**Task directions**
Each line from the one containing "pub struct WorkspaceData" through the last line of the entries below is to be transcribed exactly. Nothing else belongs in the reply.

-- Information follows --

//! Contents of a workspace container.

use serde::Serialize;

/// An entry of a workspace.
#[derive(Debug, Clone, PartialEq, Eq, Serialize)]
#[serde(tag = "kind", rename_all = "lowercase")]
pub enum WorkspaceDataElement {
    /// A file, folder reference or project; `location` is `group:<path>`
    File { location: String },
    Group {
        location: String,
        name: String,
        children: Vec<WorkspaceDataElement>,
    },
}

impl WorkspaceDataElement {
    pub fn file(path: &str) -> Self {
        WorkspaceDataElement::File {
            location: format!("group:{}", path),
        }
    }

    pub fn location(&self) -> &str {
        match self {
            WorkspaceDataElement::File { location } | WorkspaceDataElement::Group { location, .. } => {
                location
            }
        }
    }

    pub fn is_file(&self) -> bool {
        matches!(self, WorkspaceDataElement::File { .. })
    }
}

/// The element list of a workspace.
#[derive(Debug, Clone, PartialEq, Eq, Serialize)]
pub struct WorkspaceData {
    pub version: String,
    pub children: Vec<WorkspaceDataElement>,
}

impl WorkspaceData {
    pub fn new(children: Vec<WorkspaceDataElement>) -> Self {
        WorkspaceData {
            version: "1.0".to_string(),
            children,
        }
    }
}

#[cfg(test)]
mod tests {
    use super::*;

    #[test]
    fn test_serialized_shape() {
        let data = WorkspaceData::new(vec![
            WorkspaceDataElement::file("README.md"),
            WorkspaceDataElement::Group {
                location: "group:Modules".to_string(),
                name: "Modules".to_string(),
                children: vec![WorkspaceDataElement::file("Core/Core.xcodeproj")],
            },
        ]);
        let json = serde_json::to_value(&data).unwrap();
        assert_eq!(json["version"], "1.0");
        assert_eq!(json["children"][0]["kind"], "file");
        assert_eq!(json["children"][0]["location"], "group:README.md");
        assert_eq!(json["children"][1]["kind"], "group");
        assert_eq!(json["children"][1]["children"][0]["location"], "group:Core/Core.xcodeproj");
    }
}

-- Information concluded --

**Your response**
pub struct WorkspaceData {
    pub version: String,
    pub children: Vec<WorkspaceDataElement>,
}

impl WorkspaceData {
    pub fn new(children: Vec<WorkspaceDataElement>) -> Self {
        WorkspaceData {
            version: "1.0".to_string(),
            children,
        }
    }
}

#[cfg(test)]
mod tests {
    use super::*;

    #[test]
    fn test_serialized_shape() {
        let data = WorkspaceData::new(vec![
            WorkspaceDataElement::file("README.md"),
            WorkspaceDataElement::Group {
                location: "group:Modules".to_string(),
                name: "Modules".to_string(),
                children: vec![WorkspaceDataElement::file("Core/Core.xcodeproj")],
            },
        ]);
        let json = serde_json::to_value(&data).unwrap();
        assert_eq!(json["version"], "1.0");
        assert_eq!(json["children"][0]["kind"], "file");
        assert_eq!(json["children"][0]["location"], "group:README.md");
        assert_eq!(json["children"][1]["kind"], "group");
        assert_eq!(json["children"][1]["children"][0]["location"], "group:Core/Core.xcodeproj");
    }
}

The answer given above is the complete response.